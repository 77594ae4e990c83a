use std::fmt;

use areaflood_core::{CellState, Grid, von_neumann};

use crate::observer::CountObserver;
use crate::worklist::{Task, Worklist};

// ---------------------------------------------------------------------------
// Config / results
// ---------------------------------------------------------------------------

/// How an [`AreaEstimator`] runs.
#[derive(Copy, Clone, Debug, Default, PartialEq, Eq)]
#[cfg_attr(feature = "serde", derive(serde::Serialize, serde::Deserialize))]
#[cfg_attr(feature = "serde", serde(default))]
pub struct EstimatorConfig {
    /// Schedule each visit as a separate unit drained by
    /// [`AreaEstimator::step`] instead of running to completion in
    /// [`AreaEstimator::run`].
    pub stepped: bool,
}

/// Outcome of a run.
#[derive(Copy, Clone, Debug, Default, PartialEq, Eq)]
#[cfg_attr(feature = "serde", derive(serde::Serialize, serde::Deserialize))]
pub struct Estimate {
    /// Estimated area in cells, the start point included.
    pub total: usize,
    /// Default cells turned into area.
    pub interior: usize,
    /// Boundary cells counted by the flood fill.
    pub boundary: usize,
    /// Boundary cells rescued by the corner pass.
    pub corners: usize,
    /// Visits that got past the counted guard.
    pub visits: usize,
}

/// What [`AreaEstimator::run`] returns.
#[derive(Copy, Clone, Debug, PartialEq, Eq)]
pub enum RunStatus {
    /// Stepped mode: work is scheduled, drive it with [`AreaEstimator::step`].
    Pending,
    /// Immediate mode: the run is over.
    Done(Estimate),
}

/// One unit of a stepped run.
#[derive(Copy, Clone, Debug, PartialEq, Eq)]
pub enum Step {
    /// A scheduled visit ran. `counted` is false when the cell was skipped
    /// or could not be counted (e.g. the start point).
    Visit {
        index: usize,
        counted: bool,
        total: usize,
    },
    /// The corner pass ran and the run is over.
    Finished(Estimate),
    /// No run in progress.
    Idle,
}

// ---------------------------------------------------------------------------
// AreaEstimator
// ---------------------------------------------------------------------------

/// Flood-fill area estimator bound to one grid.
///
/// The estimator holds a [`Grid`] handle but does not own the cells: the
/// painting side keeps its own handle and may rebuild the grid between runs.
/// A grid is estimated at most once per build; run again after a
/// [`Grid::rebuild`] or [`Grid::reset`].
pub struct AreaEstimator {
    grid: Grid,
    config: EstimatorConfig,
    observer: Option<Box<dyn CountObserver>>,
    worklist: Worklist,
    tally: Estimate,
    running: bool,
    last_generation: Option<u64>,
}

impl AreaEstimator {
    /// Create an immediate-mode estimator over `grid`.
    pub fn new(grid: Grid) -> Self {
        Self::with_config(grid, EstimatorConfig::default())
    }

    pub fn with_config(grid: Grid, config: EstimatorConfig) -> Self {
        Self {
            grid,
            config,
            observer: None,
            worklist: Worklist::default(),
            tally: Estimate::default(),
            running: false,
            last_generation: None,
        }
    }

    /// The grid being estimated.
    #[inline]
    pub fn grid(&self) -> &Grid {
        &self.grid
    }

    #[inline]
    pub fn config(&self) -> EstimatorConfig {
        self.config
    }

    /// Select stepped (`true`) or immediate execution for the next run.
    pub fn set_stepped_mode(&mut self, stepped: bool) {
        self.config.stepped = stepped;
    }

    #[inline]
    pub fn is_stepped(&self) -> bool {
        self.config.stepped
    }

    /// Register the observer, replacing any previous one.
    pub fn set_observer(&mut self, observer: impl CountObserver + 'static) {
        self.observer = Some(Box::new(observer));
    }

    pub fn clear_observer(&mut self) {
        self.observer = None;
    }

    /// Whether a stepped run still has work scheduled.
    #[inline]
    pub fn is_running(&self) -> bool {
        self.running
    }

    /// Running total of the current (or last) run.
    #[inline]
    pub fn total(&self) -> usize {
        self.tally.total
    }

    /// Tally of the current (or last) run.
    #[inline]
    pub fn estimate(&self) -> Estimate {
        self.tally
    }

    /// Visits still queued in a stepped run.
    #[inline]
    pub fn pending(&self) -> usize {
        self.worklist.len()
    }

    /// Start estimating from the grid's start point.
    ///
    /// In immediate mode the traversal and the corner pass finish before
    /// this returns. In stepped mode only the start point's neighbors are
    /// scheduled.
    pub fn run(&mut self) -> Result<RunStatus, EstimateError> {
        if self.running {
            return Err(EstimateError::RunInProgress);
        }
        let generation = self.grid.generation();
        if self.last_generation == Some(generation) {
            log::warn!("estimator: grid generation {generation} was already estimated");
            return Err(EstimateError::AlreadyRun { generation });
        }
        let start = self.grid.start_point().ok_or(EstimateError::NoStartPoint)?;

        log::debug!(
            "estimator: run from cell {start} on {n}x{n} grid ({mode})",
            n = self.grid.size(),
            mode = if self.config.stepped { "stepped" } else { "immediate" },
        );

        self.last_generation = Some(generation);
        self.tally = Estimate {
            total: 1,
            ..Estimate::default()
        };
        self.worklist.seed(&self.grid.neighbors(start));
        self.running = true;

        if self.config.stepped {
            return Ok(RunStatus::Pending);
        }
        Ok(RunStatus::Done(self.drain()))
    }

    /// Run one scheduled unit of a stepped run.
    pub fn step(&mut self) -> Step {
        if !self.running {
            return Step::Idle;
        }
        if self.last_generation != Some(self.grid.generation()) {
            log::debug!(
                "estimator: grid rebuilt mid-run, dropping {} visits",
                self.worklist.len()
            );
            self.worklist.clear();
            self.running = false;
            return Step::Idle;
        }
        match self.worklist.pop() {
            Some(Task::Visit(index)) => {
                let counted = self.visit(index);
                log::trace!("estimator: visit {index} counted={counted}");
                Step::Visit {
                    index,
                    counted,
                    total: self.tally.total,
                }
            }
            Some(Task::Corners) | None => {
                self.correct_corners();
                self.finish_run()
            }
        }
    }

    /// Run whatever is left of a stepped run synchronously.
    ///
    /// Returns `None` if nothing is running.
    pub fn finish(&mut self) -> Option<Estimate> {
        if !self.running {
            return None;
        }
        Some(self.drain())
    }

    /// Drop the remaining work of a stepped run.
    ///
    /// Cells already counted stay counted; the grid must be rebuilt before
    /// it can be estimated again. Returns `false` if nothing was running.
    pub fn cancel(&mut self) -> bool {
        if !self.running {
            return false;
        }
        log::debug!(
            "estimator: cancelled with {} visits pending",
            self.worklist.len()
        );
        self.worklist.clear();
        self.running = false;
        true
    }

    fn drain(&mut self) -> Estimate {
        loop {
            match self.step() {
                Step::Finished(estimate) => return estimate,
                Step::Idle => return self.tally,
                Step::Visit { .. } => {}
            }
        }
    }

    fn finish_run(&mut self) -> Step {
        self.worklist.clear();
        self.running = false;
        let e = self.tally;
        log::info!(
            "estimator: area {} (interior {}, boundary {}, corners {}, start 1)",
            e.total,
            e.interior,
            e.boundary,
            e.corners
        );
        Step::Finished(e)
    }

    fn notify(&mut self) {
        if let Some(observer) = self.observer.as_mut() {
            observer.on_count_updated(self.tally.total);
        }
    }

    /// Visit one cell. Returns whether it was counted.
    fn visit(&mut self, index: usize) -> bool {
        let Some(cell) = self.grid.cell(index) else {
            return false;
        };
        if cell.is_counted() {
            return false;
        }
        // Observers see the total before this cell's contribution.
        self.notify();
        self.tally.visits += 1;

        match cell.state() {
            CellState::Default => {
                if !matches!(self.grid.claim_area(index), Ok(true)) {
                    return false;
                }
                self.tally.total += 1;
                self.tally.interior += 1;
                self.worklist.push_all(&self.grid.neighbors(index));
                true
            }
            CellState::Boundary => {
                if !matches!(self.grid.count_boundary(index), Ok(true)) {
                    return false;
                }
                self.tally.total += 1;
                self.tally.boundary += 1;
                true
            }
            CellState::StartPoint | CellState::Area => false,
        }
    }

    /// Count uncounted boundary cells next to a boundary cell the flood
    /// fill counted.
    ///
    /// Neighbors are judged against the grid as it was before the pass, so
    /// a cell rescued here never rescues another one.
    fn correct_corners(&mut self) {
        let size = self.grid.size();
        let cells = self.grid.cells();
        let counted_boundary = |i: usize| {
            let c = &cells[i];
            c.state() == CellState::Boundary && c.is_counted()
        };
        let rescued: Vec<usize> = cells
            .iter()
            .filter(|c| c.state() == CellState::Boundary && !c.is_counted())
            .map(|c| c.index())
            .filter(|&i| von_neumann(size, i).iter().any(|&n| counted_boundary(n)))
            .collect();

        for index in rescued {
            if !matches!(self.grid.count_boundary(index), Ok(true)) {
                continue;
            }
            self.tally.total += 1;
            self.tally.corners += 1;
            self.notify();
        }
    }
}

impl fmt::Debug for AreaEstimator {
    fn fmt(&self, f: &mut fmt::Formatter<'_>) -> fmt::Result {
        f.debug_struct("AreaEstimator")
            .field("grid_size", &self.grid.size())
            .field("config", &self.config)
            .field("observer", &self.observer.is_some())
            .field("tally", &self.tally)
            .field("running", &self.running)
            .finish()
    }
}

// ---------------------------------------------------------------------------
// EstimateError
// ---------------------------------------------------------------------------

/// Reasons [`AreaEstimator::run`] refuses to start.
#[derive(Debug, Clone, PartialEq, Eq)]
pub enum EstimateError {
    /// The grid has no start point.
    NoStartPoint,
    /// This grid build was already estimated; rebuild it first.
    AlreadyRun { generation: u64 },
    /// A stepped run is still in progress.
    RunInProgress,
}

impl fmt::Display for EstimateError {
    fn fmt(&self, f: &mut fmt::Formatter<'_>) -> fmt::Result {
        match self {
            Self::NoStartPoint => write!(f, "estimator: set a start point inside the shape first"),
            Self::AlreadyRun { generation } => write!(
                f,
                "estimator: grid generation {generation} was already estimated; reset the grid to run again"
            ),
            Self::RunInProgress => write!(f, "estimator: a run is already in progress"),
        }
    }
}

impl std::error::Error for EstimateError {}
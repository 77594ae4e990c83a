//! Shapes drawn as text.
//!
//! A [`Shape`] parses a square ASCII picture into cell states that can be
//! painted onto a [`Grid`]:
//!
//! ```text
//! #####
//! #...#
//! #.S.#
//! #...#
//! #####
//! ```
//!
//! `.` is a default cell, `#` a boundary cell and `S` the start point.

use std::fmt;

use crate::cell::CellState;
use crate::geom::Point;
use crate::grid::{Grid, GridConfig, GridError};

/// A parsed square picture of a shape.
#[derive(Debug, Clone, PartialEq, Eq)]
pub struct Shape {
    states: Vec<CellState>,
    size: usize,
    start: Option<usize>,
}

impl Shape {
    /// Characters accepted by [`parse`](Self::parse).
    pub const RUNES: &'static str = ".#S";

    /// Parse a picture.
    ///
    /// Leading and trailing whitespace of the whole text is trimmed; lines
    /// are not. Every line must be as wide as there are lines, and at most
    /// one `S` may appear.
    pub fn parse(s: &str) -> Result<Self, ShapeError> {
        let s = s.trim();
        if s.is_empty() {
            return Err(ShapeError::Empty);
        }

        let mut states = Vec::new();
        let mut start: Option<Point> = None;
        let mut width: Option<usize> = None;
        let mut height = 0;

        for (y, line) in s.lines().enumerate() {
            let mut x = 0;
            for ch in line.chars() {
                let pos = Point::new(x, y);
                let state = match CellState::from_glyph(ch) {
                    Some(state) if Self::RUNES.contains(ch) => state,
                    _ => return Err(ShapeError::InvalidRune { ch, pos }),
                };
                if state == CellState::StartPoint {
                    if let Some(first) = start {
                        return Err(ShapeError::MultipleStartPoints { first, second: pos });
                    }
                    start = Some(pos);
                }
                states.push(state);
                x += 1;
            }
            match width {
                None => width = Some(x),
                Some(w) if w != x => {
                    return Err(ShapeError::InconsistentWidth {
                        line: y,
                        expected: w,
                        found: x,
                    });
                }
                Some(_) => {}
            }
            height += 1;
        }

        let width = width.unwrap_or(0);
        if width != height {
            return Err(ShapeError::NotSquare { width, height });
        }
        Ok(Self {
            states,
            size: width,
            start: start.map(|p| p.to_index(width)),
        })
    }

    /// Side length of the picture.
    pub fn size(&self) -> usize {
        self.size
    }

    /// Index of the `S` cell, if any.
    pub fn start_point(&self) -> Option<usize> {
        self.start
    }

    /// States in row-major order.
    pub fn states(&self) -> &[CellState] {
        &self.states
    }

    /// Rebuild `grid` to this shape's size and paint the shape on it.
    pub fn draw(&self, grid: &Grid) -> Result<(), ShapeError> {
        grid.rebuild(self.size)?;
        for (index, state) in self.states.iter().enumerate() {
            match state {
                CellState::Boundary => grid.set_boundary(index, true)?,
                CellState::StartPoint => grid.set_start_point(index)?,
                _ => {}
            }
        }
        Ok(())
    }

    /// Build a fresh grid holding this shape.
    pub fn build(&self, config: GridConfig) -> Result<Grid, ShapeError> {
        let grid = Grid::with_config(self.size, config)?;
        self.draw(&grid)?;
        Ok(grid)
    }
}

/// Errors that can occur when parsing or drawing a shape.
#[derive(Debug, Clone, PartialEq, Eq)]
pub enum ShapeError {
    /// Nothing but whitespace.
    Empty,
    /// A line is wider or narrower than the first one.
    InconsistentWidth {
        line: usize,
        expected: usize,
        found: usize,
    },
    /// The picture is not square.
    NotSquare { width: usize, height: usize },
    /// A character outside [`Shape::RUNES`].
    InvalidRune { ch: char, pos: Point },
    /// More than one `S`.
    MultipleStartPoints { first: Point, second: Point },
    /// The target grid rejected the shape.
    Grid(GridError),
}

impl From<GridError> for ShapeError {
    fn from(e: GridError) -> Self {
        Self::Grid(e)
    }
}

impl fmt::Display for ShapeError {
    fn fmt(&self, f: &mut fmt::Formatter<'_>) -> fmt::Result {
        match self {
            Self::Empty => write!(f, "shape: empty picture"),
            Self::InconsistentWidth {
                line,
                expected,
                found,
            } => write!(
                f,
                "shape: line {line} has {found} cells, expected {expected}"
            ),
            Self::NotSquare { width, height } => {
                write!(f, "shape: picture is {width}x{height}, must be square")
            }
            Self::InvalidRune { ch, pos } => write!(
                f,
                "shape: invalid character \u{201c}{ch}\u{201d} at {pos}; use one of \u{201c}{}\u{201d}",
                Shape::RUNES
            ),
            Self::MultipleStartPoints { first, second } => {
                write!(f, "shape: second start point at {second} (first at {first})")
            }
            Self::Grid(e) => write!(f, "shape: {e}"),
        }
    }
}

impl std::error::Error for ShapeError {
    fn source(&self) -> Option<&(dyn std::error::Error + 'static)> {
        match self {
            Self::Grid(e) => Some(e),
            _ => None,
        }
    }
}
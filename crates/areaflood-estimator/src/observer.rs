/// Receives the running total while an estimate is in progress.
///
/// Called once per visit that passes the counted guard, with the total as it
/// was *before* that cell's contribution, and once per cell rescued by the
/// corner pass, with the total after it.
pub trait CountObserver {
    fn on_count_updated(&mut self, total: usize);
}

impl<F: FnMut(usize)> CountObserver for F {
    #[inline]
    fn on_count_updated(&mut self, total: usize) {
        self(total)
    }
}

WORK TO BE COMPLETED — Transcribe, word for word, the data above from its first line through the line with "unit drained by", and include nothing else.

ANSWER BOX —
repository 77594ae4e990c83a
use std::fmt;

use areaflood_core::{CellState, Grid, von_neumann};

use crate::observer::CountObserver;
use crate::worklist::{Task, Worklist};

// ---------------------------------------------------------------------------
// Config / results
// ---------------------------------------------------------------------------

/// How an [`AreaEstimator`] runs.
#[derive(Copy, Clone, Debug, Default, PartialEq, Eq)]
#[cfg_attr(feature = "serde", derive(serde::Serialize, serde::Deserialize))]
#[cfg_attr(feature = "serde", serde(default))]
pub struct EstimatorConfig {
    /// Schedule each visit as a separate unit drained by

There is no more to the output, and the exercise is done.